use tracing_appender::non_blocking::WorkerGuard;
use tracing_subscriber::EnvFilter;

use crate::infra::{config::LogConfig, error::AppError, storage_layout::StorageLayout};

/// Routes tracing output to a daily log file; the terminal belongs to the TUI.
/// The returned guard flushes pending lines when dropped.
pub fn init(config: &LogConfig, layout: &StorageLayout) -> Result<WorkerGuard, AppError> {
    let appender = tracing_appender::rolling::daily(&layout.log_dir, &config.file_prefix);
    let (writer, guard) = tracing_appender::non_blocking(appender);

    tracing_subscriber::fmt()
        .with_env_filter(
            EnvFilter::try_from_default_env().unwrap_or_else(|_| EnvFilter::new(&config.level)),
        )
        .with_target(true)
        .with_ansi(false)
        .with_writer(writer)
        .try_init()
        .map_err(AppError::LoggingInit)?;

    Ok(guard)
}
//! Blocking client for the identity provider's account REST endpoints.

use std::time::Duration;

use reqwest::{Client, StatusCode};
use serde::{de::DeserializeOwned, Deserialize, Serialize};
use tokio::runtime::{Builder, Runtime};

use crate::{
    domain::{
        auth_error::{ProviderError, ProviderErrorKind},
        session::Session,
    },
    infra::config::IdentityConfig,
};

const SIGN_IN_ENDPOINT: &str = "accounts:signInWithPassword";
const SIGN_UP_ENDPOINT: &str = "accounts:signUp";
const SEND_OOB_CODE_ENDPOINT: &str = "accounts:sendOobCode";
const PASSWORD_RESET_REQUEST: &str = "PASSWORD_RESET";

#[derive(Debug, Serialize)]
#[serde(rename_all = "camelCase")]
struct PasswordRequest<'a> {
    email: &'a str,
    password: &'a str,
    return_secure_token: bool,
}

#[derive(Debug, Serialize)]
#[serde(rename_all = "camelCase")]
struct OobCodeRequest<'a> {
    request_type: &'a str,
    email: &'a str,
}

#[derive(Debug, Deserialize)]
#[serde(rename_all = "camelCase")]
struct AccountResponse {
    local_id: String,
}

#[derive(Debug, Deserialize)]
struct OobCodeResponse {}

#[derive(Debug, Deserialize)]
struct ErrorWrapper {
    error: ErrorBody,
}

#[derive(Debug, Deserialize)]
struct ErrorBody {
    message: Option<String>,
}

pub(super) struct RestAuthBackend {
    rt: Runtime,
    client: Client,
    base_url: String,
    api_key: String,
}

impl RestAuthBackend {
    pub(super) fn new(config: &IdentityConfig) -> Result<Self, ProviderError> {
        let rt = Builder::new_current_thread()
            .enable_all()
            .build()
            .map_err(|error| {
                ProviderError::new(
                    ProviderErrorKind::Other,
                    format!("failed to initialize async runtime: {error}"),
                )
            })?;

        let client = Client::builder()
            .timeout(Duration::from_millis(config.request_timeout_ms))
            .build()
            .map_err(map_transport_error)?;

        Ok(Self {
            rt,
            client,
            base_url: config.base_url.trim_end_matches('/').to_owned(),
            api_key: config.api_key.clone(),
        })
    }

    pub(super) fn sign_in(&self, email: &str, password: &str) -> Result<Session, ProviderError> {
        self.password_call(SIGN_IN_ENDPOINT, email, password)
    }

    pub(super) fn sign_up(&self, email: &str, password: &str) -> Result<Session, ProviderError> {
        self.password_call(SIGN_UP_ENDPOINT, email, password)
    }

    pub(super) fn send_password_reset(&self, email: &str) -> Result<(), ProviderError> {
        let body = OobCodeRequest {
            request_type: PASSWORD_RESET_REQUEST,
            email,
        };

        let _: OobCodeResponse = self.rt.block_on(self.post(SEND_OOB_CODE_ENDPOINT, &body))?;
        Ok(())
    }

    fn password_call(
        &self,
        endpoint: &str,
        email: &str,
        password: &str,
    ) -> Result<Session, ProviderError> {
        let body = PasswordRequest {
            email,
            password,
            return_secure_token: true,
        };

        let account: AccountResponse = self.rt.block_on(self.post(endpoint, &body))?;
        Ok(Session::new(account.local_id))
    }

    async fn post<B, R>(&self, endpoint: &str, body: &B) -> Result<R, ProviderError>
    where
        B: Serialize + ?Sized,
        R: DeserializeOwned,
    {
        let url = endpoint_url(&self.base_url, endpoint, &self.api_key);

        let response = self
            .client
            .post(url)
            .json(body)
            .send()
            .await
            .map_err(map_transport_error)?;

        let status = response.status();
        if !status.is_success() {
            let body_text = response.text().await.unwrap_or_default();
            return Err(map_error_body(status, &body_text));
        }

        response.json().await.map_err(|error| {
            ProviderError::new(
                ProviderErrorKind::Other,
                format!("unexpected identity response: {}", error.without_url()),
            )
        })
    }
}

fn endpoint_url(base_url: &str, endpoint: &str, api_key: &str) -> String {
    format!("{base_url}/v1/{endpoint}?key={api_key}")
}

// Request URLs carry the API key; error text must never include them.
fn map_transport_error(error: reqwest::Error) -> ProviderError {
    ProviderError::new(
        ProviderErrorKind::NetworkRequestFailed,
        format!("identity request failed: {}", error.without_url()),
    )
}

/// Maps an error response to a categorized provider error. The REST API puts a
/// machine code first in `error.message`, optionally followed by ` : detail`.
pub(super) fn map_error_body(status: StatusCode, body: &str) -> ProviderError {
    let Some(message) = serde_json::from_str::<ErrorWrapper>(body)
        .ok()
        .and_then(|wrapper| wrapper.error.message)
    else {
        return ProviderError::new(
            ProviderErrorKind::Other,
            format!("identity service returned HTTP {}", status.as_u16()),
        );
    };

    let code = message.split(" : ").next().unwrap_or_default().trim();
    ProviderError::new(kind_for_code(code), message.clone())
}

fn kind_for_code(code: &str) -> ProviderErrorKind {
    match code {
        "INVALID_LOGIN_CREDENTIALS" => ProviderErrorKind::InvalidCredential,
        "EMAIL_NOT_FOUND" => ProviderErrorKind::UserNotFound,
        "INVALID_PASSWORD" => ProviderErrorKind::WrongPassword,
        "INVALID_EMAIL" | "MISSING_EMAIL" => ProviderErrorKind::InvalidEmail,
        "EMAIL_EXISTS" => ProviderErrorKind::EmailAlreadyInUse,
        "TOO_MANY_ATTEMPTS_TRY_LATER" => ProviderErrorKind::TooManyRequests,
        "USER_DISABLED" => ProviderErrorKind::UserDisabled,
        code if code.starts_with("WEAK_PASSWORD") => ProviderErrorKind::WeakPassword,
        _ => ProviderErrorKind::Other,
    }
}
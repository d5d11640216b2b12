use std::path::PathBuf;

use thiserror::Error;

#[derive(Debug, Error)]
pub enum AppError {
    #[error("failed to read config file at {path}: {source}")]
    ConfigRead {
        path: PathBuf,
        #[source]
        source: std::io::Error,
    },
    #[error("failed to parse config file at {path}: {source}")]
    ConfigParse {
        path: PathBuf,
        #[source]
        source: toml::de::Error,
    },
    #[error("failed to initialize logging: {0}")]
    LoggingInit(#[source] Box<dyn std::error::Error + Send + Sync + 'static>),
    #[error("failed to resolve storage path: {details}")]
    StoragePathResolution { details: String },
    #[error("failed to create directory {path}: {source}")]
    StorageDirCreate {
        path: PathBuf,
        #[source]
        source: std::io::Error,
    },
}
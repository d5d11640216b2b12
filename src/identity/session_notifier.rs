//! In-process session-change stream.
//!
//! Every subscriber first receives the current session, then one message per
//! change. Subscriptions detach themselves when unsubscribed or dropped.

use std::sync::{
    mpsc::{self, Receiver, Sender, TryRecvError},
    Arc, Mutex,
};

use crate::domain::session::Session;

const SESSION_SUBSCRIBER_ADDED: &str = "SESSION_SUBSCRIBER_ADDED";
const SESSION_SUBSCRIBER_REMOVED: &str = "SESSION_SUBSCRIBER_REMOVED";

#[derive(Debug, Clone, PartialEq, Eq)]
pub enum SessionChange {
    SignedIn(Session),
    SignedOut,
}

impl From<Option<Session>> for SessionChange {
    fn from(session: Option<Session>) -> Self {
        match session {
            Some(session) => Self::SignedIn(session),
            None => Self::SignedOut,
        }
    }
}

#[derive(Debug, Clone, Copy, PartialEq, Eq)]
pub struct SubscriptionClosed;

#[derive(Clone, Debug, Default)]
pub struct SessionNotifier {
    inner: Arc<Mutex<NotifierState>>,
}

#[derive(Debug, Default)]
struct NotifierState {
    current: Option<Session>,
    next_subscriber_id: u64,
    subscribers: Vec<(u64, Sender<SessionChange>)>,
}

impl SessionNotifier {
    pub fn new() -> Self {
        Self::default()
    }

    #[cfg(test)]
    pub fn current(&self) -> Option<Session> {
        self.inner
            .lock()
            .map(|state| state.current.clone())
            .unwrap_or_default()
    }

    pub fn subscribe(&self) -> SessionSubscription {
        let (tx, rx) = mpsc::channel();
        let mut id = 0;
        if let Ok(mut state) = self.inner.lock() {
            id = state.next_subscriber_id;
            state.next_subscriber_id += 1;
            let _ = tx.send(state.current.clone().into());
            state.subscribers.push((id, tx));
        }

        tracing::debug!(
            code = SESSION_SUBSCRIBER_ADDED,
            subscriber_id = id,
            "session change subscriber added"
        );

        SessionSubscription {
            id,
            rx,
            notifier: Some(self.clone()),
        }
    }

    pub fn publish(&self, session: Option<Session>) {
        if let Ok(mut state) = self.inner.lock() {
            state.current = session.clone();
            let change = SessionChange::from(session);
            state
                .subscribers
                .retain(|(_, sub)| sub.send(change.clone()).is_ok());
        }
    }

    #[cfg(test)]
    pub fn subscriber_count(&self) -> usize {
        self.inner
            .lock()
            .map(|state| state.subscribers.len())
            .unwrap_or_default()
    }

    fn unsubscribe(&self, id: u64) {
        if let Ok(mut state) = self.inner.lock() {
            state.subscribers.retain(|(subscriber_id, _)| *subscriber_id != id);
        }

        tracing::debug!(
            code = SESSION_SUBSCRIBER_REMOVED,
            subscriber_id = id,
            "session change subscriber removed"
        );
    }
}

#[derive(Debug)]
pub struct SessionSubscription {
    id: u64,
    rx: Receiver<SessionChange>,
    notifier: Option<SessionNotifier>,
}

impl SessionSubscription {
    /// Returns the next pending change without blocking.
    pub fn try_next(&self) -> Result<Option<SessionChange>, SubscriptionClosed> {
        match self.rx.try_recv() {
            Ok(change) => Ok(Some(change)),
            Err(TryRecvError::Empty) => Ok(None),
            Err(TryRecvError::Disconnected) => Err(SubscriptionClosed),
        }
    }

    pub fn unsubscribe(mut self) {
        self.detach();
    }

    fn detach(&mut self) {
        if let Some(notifier) = self.notifier.take() {
            notifier.unsubscribe(self.id);
        }
    }
}

impl Drop for SessionSubscription {
    fn drop(&mut self) {
        self.detach();
    }
}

_ _ _ _

> YOUR INSTRUCTIONS
Copy every line from the data that includes the string "OobCodeRequest".

> ANSWER TO THIS PROBLEM
struct OobCodeRequest<'a> {
        let body = OobCodeRequest {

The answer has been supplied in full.